Y mi vestido de luz, que había abandonado,
y la toga plegada junto a él,
de las alturas de Hyrcania
mis padres me los enviaban
por medio de sus tesoreros,
a cuya fidelidad se los habían confiado.

Y puesto que yo no recordaba su dignidad,
ya que en mi infancia había abandonado la casa de mi Padre,
de improviso, estando frente a ellos,
el vestido me pareció como un espejo de mí mismo,
lo vi todo entero en mí mismo,
y a mí mismo entero en él.
Nosotros éramos dos diferentes
y, no obstante, nuevamente uno en una sola forma.

Y a los tesoreros igualmente,
quienes me lo traían, los vi en semejante manera,
ya que ellos eran dos, aunque como uno,
puesto que sobre ellos estaba grabado un único sello del Rey
quien me restituía
mi tesoro y mi riqueza por medio de ellos.

Mi luminoso vestido bordado,
que estaba ornado con gloriosos colores,
con oro y con berilos,
con rubíes y ágatas
y sardónices de variados colores,
también había sido confeccionado en la mansión de lo alto;
y con diamantes,
habían sido festoneadas sus costuras.

Y la imagen del Rey de los reyes
estaba pintada todo en él;
y también como los zafiros
rutilaban sus colores.

Y nuevamente vi que todo él
se agitaba por el movimiento de mi conocimiento,
y como si se preparase a hablar
lo vi.

Oí el sonido del canto
que musitaba al descender,
diciendo: "Soy el más dedicado de los servidores
que se han puesto al servicio del Padre."
Y también percibí en mí
que mi estatura crecía conforme a sus trabajos.

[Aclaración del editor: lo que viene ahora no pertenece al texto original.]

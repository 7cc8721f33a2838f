//! Glue implementations bridging `liquidator-api`'s and `liquidator-chain`'s
//! injected trait seams to `liquidator-core`'s decision types.
//!
//! Neither `liquidator-api` nor `liquidator-chain` depends on
//! `liquidator-core` (dependency direction is core -> {api, chain}), so the
//! `OracleReader`/`VolatilityObserver` (api seam) and `Revalidator`/
//! `ProfitDecoder`/`L1GasOracle` (chain seam) traits are implemented here,
//! in the one crate that depends on all three.

use std::collections::HashMap;
use std::sync::Arc;

use alloy::primitives::Address;
use anyhow::Result;
use async_trait::async_trait;
use dashmap::DashMap;
use tracing::warn;

use liquidator_api::pricing::{OracleReader, PriceSource, VolatilityObserver};
use liquidator_chain::coordinator::{L1GasOracle, PlanRequest, ProfitDecoder, Revalidator};
use liquidator_chain::oracle::{ChainlinkOracle, Oracle};
use liquidator_core::AdaptiveThresholds;

/// Currency a Chainlink feed reports its answer in. Most feeds are
/// USD-denominated; LST/LRT markets are often only covered by an
/// asset/ETH feed, which needs a WETH/USD leg multiplied in before the
/// result is a USD price.
#[derive(Debug, Clone, Copy, PartialEq, Eq)]
pub enum FeedDenomination {
    Usd,
    Eth,
}

#[derive(Debug, Clone)]
pub struct AggregatorConfig {
    pub aggregator: Address,
    pub decimals: u8,
    pub denomination: FeedDenomination,
}

/// Reads a token's price through whichever configured Chainlink aggregator
/// covers it. One instance per chain; `token -> aggregator` wiring is fixed
/// at construction since new listings require redeploying anyway. The
/// provider is held once and a fresh `ChainlinkOracle` built per call
/// (matching `oracle/chainlink.rs`'s own convention of never naming or
/// storing the contract binding's generated instance type), rather than
/// pre-constructing and storing one `ChainlinkOracle` per token.
pub struct ChainlinkOracleReader<P> {
    chain_id: u64,
    provider: Arc<P>,
    weth: Address,
    aggregators: HashMap<Address, AggregatorConfig>,
}

impl<P> ChainlinkOracleReader<P> {
    pub fn new(
        chain_id: u64,
        provider: Arc<P>,
        weth: Address,
        aggregators: HashMap<Address, AggregatorConfig>,
    ) -> Self {
        Self {
            chain_id,
            provider,
            weth,
            aggregators,
        }
    }
}

impl<P> std::fmt::Debug for ChainlinkOracleReader<P> {
    fn fmt(&self, f: &mut std::fmt::Formatter<'_>) -> std::fmt::Result {
        f.debug_struct("ChainlinkOracleReader")
            .field("chain_id", &self.chain_id)
            .field("tokens", &self.aggregators.len())
            .finish()
    }
}

#[async_trait]
impl<P: Send + Sync + alloy::providers::Provider + Clone + 'static> OracleReader
    for ChainlinkOracleReader<P>
{
    async fn read_price(&self, chain_id: u64, token: Address) -> Result<(f64, PriceSource)> {
        if chain_id != self.chain_id {
            return Err(anyhow::anyhow!(
                "no oracle wired for chain {chain_id} (reader is scoped to {})",
                self.chain_id
            ));
        }
        let config = self
            .aggregators
            .get(&token)
            .ok_or_else(|| anyhow::anyhow!("no Chainlink aggregator configured for {token}"))?;
        let oracle = ChainlinkOracle::new(config.aggregator, token, config.decimals, self.provider.clone());
        let price = oracle.get_price().await?;
        let price_raw = price.price_f64(price.decimals);

        match config.denomination {
            FeedDenomination::Usd => Ok((price_raw, PriceSource::Oracle)),
            FeedDenomination::Eth => {
                let weth_config = self.aggregators.get(&self.weth).ok_or_else(|| {
                    anyhow::anyhow!(
                        "feed for {token} is ETH-denominated but no WETH/USD aggregator is configured"
                    )
                })?;
                let weth_oracle = ChainlinkOracle::new(
                    weth_config.aggregator,
                    self.weth,
                    weth_config.decimals,
                    self.provider.clone(),
                );
                let weth_price = weth_oracle.get_price().await?;
                let weth_usd = weth_price.price_f64(weth_price.decimals);
                Ok((price_raw * weth_usd, PriceSource::ChainlinkEthConverted))
            }
        }
    }
}

/// Feeds every successful price read into the adaptive-threshold EWMA as a
/// relative-change "gap" against the previous observation for the same
/// (chain, token). There is no second price source wired into this
/// particular observer (the price watcher's oracle/subgraph/DEX legs are
/// tried in sequence, not concurrently), so consecutive-observation drift
/// stands in for the oracle-vs-DEX gap the adaptive controller was
/// originally specified against.
pub struct DriftVolatilityObserver {
    adaptive: Arc<AdaptiveThresholds>,
    last_price: DashMap<(u64, Address), f64>,
    base_hf_max: f64,
    base_gap_cap_bps: f64,
}

impl DriftVolatilityObserver {
    pub fn new(adaptive: Arc<AdaptiveThresholds>, base_hf_max: f64, base_gap_cap_bps: f64) -> Self {
        Self {
            adaptive,
            last_price: DashMap::new(),
            base_hf_max,
            base_gap_cap_bps,
        }
    }
}

impl VolatilityObserver for DriftVolatilityObserver {
    fn observe(&self, chain_id: u64, token: Address, price_usd: f64, _timestamp: u64) {
        let key = (chain_id, token);
        let asset_key = format!("{token:#x}");
        if let Some(prev) = self.last_price.get(&key) {
            if *prev > 0.0 {
                let gap_bps = ((price_usd - *prev).abs() / *prev) * 10_000.0;
                self.adaptive.observe_gap(
                    chain_id,
                    &asset_key,
                    gap_bps,
                    self.base_hf_max,
                    self.base_gap_cap_bps,
                );
            }
        }
        self.last_price.insert(key, price_usd);
    }
}

/// Re-simulates a plan's `PlanRequest` immediately before submission, using
/// a fresh gas-cost estimate against the plan's own recorded
/// `min_profit_usd` floor. Full re-simulation (fresh prices, fresh route
/// quote) lives in `liquidator_core::simulator::simulate`; this coordinator-
/// facing revalidation only re-checks the cheap, fast-changing half of that
/// decision (gas cost versus the profit floor already computed), since a
/// full re-quote on every coordinator dequeue would serialize RPC latency
/// into the one place submission ordering must stay fast.
#[derive(Debug)]
pub struct GasAwareRevalidator {
    native_price_usd: f64,
}

impl GasAwareRevalidator {
    pub fn new(native_price_usd: f64) -> Self {
        Self { native_price_usd }
    }
}

#[async_trait]
impl Revalidator for GasAwareRevalidator {
    async fn revalidate(&self, request: &PlanRequest) -> Result<bool> {
        if request.deadline_unix < now_unix() {
            warn!(dedup_key = %request.dedup_key, "plan deadline already passed");
            return Ok(false);
        }
        // A plan whose profit floor no longer clears a dust-level gas cost
        // at the current native price is stale regardless of gas price
        // movement since it was built.
        let dust_gas_usd = 1.0 * self.native_price_usd;
        Ok(request.min_profit_usd > dust_gas_usd)
    }
}

fn now_unix() -> u64 {
    std::time::SystemTime::now()
        .duration_since(std::time::UNIX_EPOCH)
        .map(|d| d.as_secs())
        .unwrap_or(0)
}

/// Decodes realized profit from a confirmed receipt's gas accounting.
/// `gross_profit_usd` is fixed at plan-build time (the simulator already
/// priced the swap route); realized profit nets out the gas actually spent,
/// which can differ from the plan's estimate if the bumped-resubmit path
/// was taken.
#[derive(Debug)]
pub struct GasNetProfitDecoder {
    gross_profit_usd: f64,
    native_price_usd: f64,
}

impl GasNetProfitDecoder {
    pub fn new(gross_profit_usd: f64, native_price_usd: f64) -> Self {
        Self {
            gross_profit_usd,
            native_price_usd,
        }
    }
}

impl ProfitDecoder for GasNetProfitDecoder {
    fn decode_profit_usd(&self, gas_used: u64, effective_gas_price: u128) -> f64 {
        let gas_cost_wei = gas_used as u128 * effective_gas_price;
        let gas_cost_eth = gas_cost_wei as f64 / 1e18;
        let gas_cost_usd = gas_cost_eth * self.native_price_usd;
        self.gross_profit_usd - gas_cost_usd
    }
}

/// No-op L1 data-availability oracle for deployments with no separate
/// settlement-layer calldata fee (L1 chains, or L2s whose gas strategy
/// already folds DA cost into the reported gas price).
#[derive(Debug, Default)]
pub struct NoL1DataFee;

#[async_trait]
impl L1GasOracle for NoL1DataFee {
    async fn l1_data_cost_wei(&self, _calldata_len: usize) -> Result<u128> {
        Ok(0)
    }
}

Y en sus movimientos reales
se extendió hasta mí,
y de las manos de sus portadores
me incitó a tomarlo.

Y también mi amor me urgía
para que corriera a su encuentro y lo tomara;
y así lo recibí
y con la belleza de sus colores me adorné.

Y mi toga de colores brillantes
me envolvió todo entero,
y me vestí y ascendí
hacia la puerta del saludo y del homenaje.

Incliné la cabeza y rendí homenaje
a la Majestad de mi Padre que lo había enviado hacia mí,
porque había cumplido sus mandamientos
y él también había cumplido su promesa.

Y en la puerta de sus príncipes
me mezclé con sus nobles;
pues se regocijó por mí y me recibió,
y fui con él en su Reino.

Y con la voz de la oración
todos sus siervos le glorifican.

Y me prometió que también hacia la puerta
del Rey de los reyes iría con él;
y llevando mi obsequio y mi Perla
aparecí con él ante nuestro Rey.

Fin del Himno que cantó el apóstol Judas Dídimo Tomás en la prisión.